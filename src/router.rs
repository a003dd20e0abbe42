use crate::auth::{get_current_session, revoke_session, Session};
use crate::db::comments::{add_comment, list_comments};
use crate::db::connection::now_millis;
use crate::db::consultants::get_consultant;
use crate::db::customers::{create_customer, get_customer, NewCustomer};
use crate::db::scans::{
    get_scan, insert_scan, latest_scan_for_customer, update_scan_status, NewScan, StatusUpdate,
};
use crate::db::{Database, ListFilter, ScanOrder, ScanStore};
use crate::domain::{
    assignment_history, filter_and_sort, summarize, ActivityQuery, InterestStatus, InterestedIn,
    SortBy,
};
use crate::errors::ServerError;
use crate::responses::{json_response, json_response_with_status, ResultResp};
use crate::spreadsheets::export_activity_xlsx;
use astra::Request;
use chrono::{DateTime, Local, NaiveDate};
use serde::de::DeserializeOwned;
use serde::Deserialize;
use serde_json::json;
use std::collections::HashMap;
use std::io::Read;

const MAX_BODY_BYTES: u64 = 64 * 1024;

pub fn handle(req: Request, db: &Database) -> ResultResp {
    handle_at(req, db, Local::now())
}

/// Same as [`handle`] with "now" pinned, which decides what "today" means
/// for the activity list and analytics.
pub fn handle_at(req: Request, db: &Database, now: DateTime<Local>) -> ResultResp {
    let method = req.method().as_str().to_string();
    let path = req.uri().path().to_string();
    let params = parse_query(&req);

    let token = session_token(&req).ok_or(ServerError::Unauthenticated)?;
    let session = db.with_conn(|conn| get_current_session(conn, &token, now_millis()))?;

    tracing::debug!(
        %method,
        %path,
        consultant = %session.consultant_id,
        session_expires_at = session.expires_at,
        "request"
    );

    let segments: Vec<&str> = path.split('/').filter(|s| !s.is_empty()).collect();

    match (method.as_str(), segments.as_slice()) {
        ("POST", ["logout"]) => {
            db.with_conn(|conn| revoke_session(conn, &token, now_millis()))?;
            json_response(&json!({ "ok": true }))
        }

        ("GET", ["scans"]) => {
            let records = activity(db, &session, &params, &now)?;
            json_response(&records)
        }
        ("GET", ["scans", "export.xlsx"]) => {
            let records = activity(db, &session, &params, &now)?;
            let filename = format!("activity_{}.xlsx", now.format("%Y-%m-%d"));
            tracing::info!(rows = records.len(), "exporting activity workbook");
            export_activity_xlsx(&records, &filename)
        }
        ("POST", ["scans"]) => {
            let body: ScanRequest = read_json(req)?;
            record_scan(db, &session, body)
        }
        ("POST", ["scans", scan_id, "status"]) => {
            let update: StatusUpdate = read_json(req)?;
            if update.is_empty() {
                return Err(ServerError::BadRequest("nothing to update".into()));
            }
            let scan_id = scan_id.to_string();
            let updated = db.with_conn(|conn| {
                if !update_scan_status(conn, &scan_id, &update)? {
                    return Err(ServerError::NotFound);
                }
                get_scan(conn, &scan_id)
            })?;
            tracing::info!(scan_id = %scan_id, "scan status updated");
            json_response(&json!({
                "id": scan_id,
                "interest_status": updated.as_ref().and_then(|s| s.interest_status),
                "interested_in": updated.as_ref().and_then(|s| s.interested_in),
            }))
        }

        ("GET", ["customers", customer_id]) => {
            let customer = db
                .with_conn(|conn| get_customer(conn, customer_id))?
                .ok_or(ServerError::NotFound)?;
            json_response(&customer)
        }
        ("GET", ["customers", customer_id, "history"]) => {
            require_customer(db, customer_id)?;
            let scans = db.list_records(&ListFilter::for_customer(*customer_id).expanded())?;
            json_response(&assignment_history(&scans))
        }
        ("POST", ["customers", customer_id, "assign"]) => {
            let customer_id = customer_id.to_string();
            let body: AssignRequest = read_json(req)?;
            assign_customer(db, &session, &customer_id, &body.consultant_id)
        }
        ("GET", ["customers", customer_id, "comments"]) => {
            require_customer(db, customer_id)?;
            let comments = db.with_conn(|conn| list_comments(conn, customer_id))?;
            json_response(&comments)
        }
        ("POST", ["customers", customer_id, "comments"]) => {
            let customer_id = customer_id.to_string();
            require_customer(db, &customer_id)?;
            let body: CommentRequest = read_json(req)?;
            let id = db.with_conn(|conn| {
                add_comment(
                    conn,
                    &customer_id,
                    &session.consultant_id,
                    &body.body,
                    now_millis(),
                )
            })?;
            json_response_with_status(201, &json!({ "id": id }))
        }

        ("GET", ["analytics"]) => {
            let records = activity(db, &session, &params, &now)?;
            json_response(&summarize(&records, &now))
        }

        _ => Err(ServerError::NotFound),
    }
}

#[derive(Debug, Deserialize)]
struct ScanRequest {
    /// Existing customer, as encoded in their QR code.
    #[serde(default)]
    customer_id: Option<String>,
    /// New customer to register with this first scan.
    #[serde(default)]
    customer: Option<NewCustomer>,
    #[serde(default)]
    consultant_id: Option<String>,
    #[serde(default)]
    interest_status: Option<InterestStatus>,
    #[serde(default)]
    interested_in: Option<InterestedIn>,
    #[serde(default)]
    follow_up_date: Option<DateTime<chrono::Utc>>,
}

#[derive(Debug, Deserialize)]
struct AssignRequest {
    consultant_id: String,
}

#[derive(Debug, Deserialize)]
struct CommentRequest {
    body: String,
}

fn record_scan(db: &Database, session: &Session, body: ScanRequest) -> ResultResp {
    let now = now_millis();
    let consultant_id = body
        .consultant_id
        .unwrap_or_else(|| session.consultant_id.clone());

    let (scan_id, customer_id) = db.with_conn(|conn| {
        let tx = conn
            .transaction()
            .map_err(|e| ServerError::DbError(e.to_string()))?;

        if get_consultant(&tx, &consultant_id)?.is_none() {
            return Err(ServerError::BadRequest(format!(
                "unknown consultant '{consultant_id}'"
            )));
        }

        let customer_id = match (body.customer_id, body.customer) {
            (Some(id), _) => {
                if get_customer(&tx, &id)?.is_none() {
                    return Err(ServerError::NotFound);
                }
                id
            }
            (None, Some(new_customer)) => create_customer(&tx, &new_customer, now)?,
            (None, None) => {
                return Err(ServerError::BadRequest(
                    "customer_id or customer is required".into(),
                ))
            }
        };

        let scan_id = insert_scan(
            &tx,
            &NewScan {
                customer_id: customer_id.clone(),
                consultant_id: Some(consultant_id.clone()),
                interest_status: body.interest_status,
                interested_in: body.interested_in,
                follow_up_date: body.follow_up_date,
            },
            now,
        )?;

        tx.commit()
            .map_err(|e| ServerError::DbError(e.to_string()))?;
        Ok((scan_id, customer_id))
    })?;

    tracing::info!(%scan_id, %customer_id, %consultant_id, "scan recorded");
    json_response_with_status(
        201,
        &json!({ "id": scan_id, "customer_id": customer_id }),
    )
}

/// Manual assignment writes a new scan for the target consultant, carrying
/// the customer's latest interest data forward.
fn assign_customer(
    db: &Database,
    session: &Session,
    customer_id: &str,
    consultant_id: &str,
) -> ResultResp {
    let now = now_millis();

    let scan_id = db.with_conn(|conn| {
        let tx = conn
            .transaction()
            .map_err(|e| ServerError::DbError(e.to_string()))?;

        if get_customer(&tx, customer_id)?.is_none() {
            return Err(ServerError::NotFound);
        }
        if get_consultant(&tx, consultant_id)?.is_none() {
            return Err(ServerError::BadRequest(format!(
                "unknown consultant '{consultant_id}'"
            )));
        }

        let latest = latest_scan_for_customer(&tx, customer_id)?;
        let scan_id = insert_scan(
            &tx,
            &NewScan {
                customer_id: customer_id.to_string(),
                consultant_id: Some(consultant_id.to_string()),
                interest_status: latest.as_ref().and_then(|s| s.interest_status),
                interested_in: latest.as_ref().and_then(|s| s.interested_in),
                follow_up_date: None,
            },
            now,
        )?;

        tx.commit()
            .map_err(|e| ServerError::DbError(e.to_string()))?;
        Ok(scan_id)
    })?;

    tracing::info!(
        customer_id,
        consultant_id,
        assigned_by = %session.consultant_id,
        "customer assigned"
    );
    json_response_with_status(201, &json!({ "id": scan_id }))
}

fn require_customer(db: &Database, customer_id: &str) -> Result<(), ServerError> {
    db.with_conn(|conn| get_customer(conn, customer_id))?
        .map(|_| ())
        .ok_or(ServerError::NotFound)
}

/// Loads expanded scans and runs them through the filter/sort engine.
/// `mine=1` narrows the fetch to the caller's own scans.
fn activity(
    db: &Database,
    session: &Session,
    params: &HashMap<String, Vec<String>>,
    now: &DateTime<Local>,
) -> Result<Vec<crate::domain::ScanRecord>, ServerError> {
    let query = activity_query(params)?;

    let mine = first(params, "mine").is_some_and(|v| v == "1" || v == "true");
    let filter = ListFilter {
        consultant_id: mine.then(|| session.consultant_id.clone()),
        order: ScanOrder::CreatedDesc,
        expand: true,
        ..Default::default()
    };

    let records = db.list_records(&filter)?;
    Ok(filter_and_sort(&records, &query, now))
}

/// Builds an [`ActivityQuery`] from `from`, `to`, `q`, `interested_in`,
/// `status` and `sort`. List params accept repeats and comma-separated values.
pub fn activity_query(params: &HashMap<String, Vec<String>>) -> Result<ActivityQuery, ServerError> {
    let date = |key: &str| -> Result<Option<NaiveDate>, ServerError> {
        first(params, key)
            .map(|v| {
                NaiveDate::parse_from_str(v, "%Y-%m-%d")
                    .map_err(|_| ServerError::BadRequest(format!("{key} must be YYYY-MM-DD")))
            })
            .transpose()
    };

    let query = ActivityQuery {
        date_from: date("from")?,
        date_to: date("to")?,
        search_text: first(params, "q").map(str::to_string),
        interested_in: list(params, "interested_in")?,
        interest_status: list(params, "status")?,
        sort_by: first(params, "sort")
            .map(|s| s.parse::<SortBy>().map_err(ServerError::BadRequest))
            .transpose()?,
    };

    if let (Some(from), Some(to)) = (query.date_from, query.date_to) {
        if from > to {
            return Err(ServerError::BadRequest("from is after to".into()));
        }
    }

    Ok(query)
}

fn first<'a>(params: &'a HashMap<String, Vec<String>>, key: &str) -> Option<&'a str> {
    params
        .get(key)
        .and_then(|v| v.first())
        .map(|s| s.trim())
        .filter(|s| !s.is_empty())
}

fn list<T>(params: &HashMap<String, Vec<String>>, key: &str) -> Result<Vec<T>, ServerError>
where
    T: std::str::FromStr<Err = String> + PartialEq,
{
    let mut out = Vec::new();
    for raw in params.get(key).into_iter().flatten() {
        for part in raw.split(',').map(str::trim).filter(|s| !s.is_empty()) {
            let value = part.parse::<T>().map_err(ServerError::BadRequest)?;
            if !out.contains(&value) {
                out.push(value);
            }
        }
    }
    Ok(out)
}

fn parse_query(req: &Request) -> HashMap<String, Vec<String>> {
    let mut map: HashMap<String, Vec<String>> = HashMap::new();

    if let Some(q) = req.uri().query() {
        for (k, v) in url::form_urlencoded::parse(q.as_bytes()) {
            map.entry(k.into_owned()).or_default().push(v.into_owned());
        }
    }

    map
}

/// `Authorization: Bearer <token>` wins over the `session` cookie.
fn session_token(req: &Request) -> Option<String> {
    let headers = req.headers();

    let bearer = headers
        .get("Authorization")
        .and_then(|v| v.to_str().ok())
        .and_then(|v| v.strip_prefix("Bearer "))
        .map(str::trim)
        .filter(|t| !t.is_empty());
    if let Some(token) = bearer {
        return Some(token.to_string());
    }

    headers
        .get_all("Cookie")
        .iter()
        .filter_map(|v| v.to_str().ok())
        .flat_map(|v| v.split(';'))
        .filter_map(|pair| pair.trim().split_once('='))
        .find(|(name, _)| *name == "session")
        .map(|(_, value)| value.trim().to_string())
        .filter(|t| !t.is_empty())
}

fn read_json<T: DeserializeOwned>(req: Request) -> Result<T, ServerError> {
    let mut body = req.into_body();
    let mut buf = Vec::new();
    body.reader()
        .take(MAX_BODY_BYTES + 1)
        .read_to_end(&mut buf)
        .map_err(|e| ServerError::BadRequest(format!("failed to read body: {e}")))?;

    if buf.len() as u64 > MAX_BODY_BYTES {
        return Err(ServerError::BadRequest("request body too large".into()));
    }

    serde_json::from_slice(&buf).map_err(|e| ServerError::BadRequest(format!("invalid JSON: {e}")))
}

....

▸ **What is expected**
Copy out each line from the preceding entries that mentions the word "method".

▸ **Response to the task**
    let method = req.method().as_str().to_string();
        %method,
    match (method.as_str(), segments.as_slice()) {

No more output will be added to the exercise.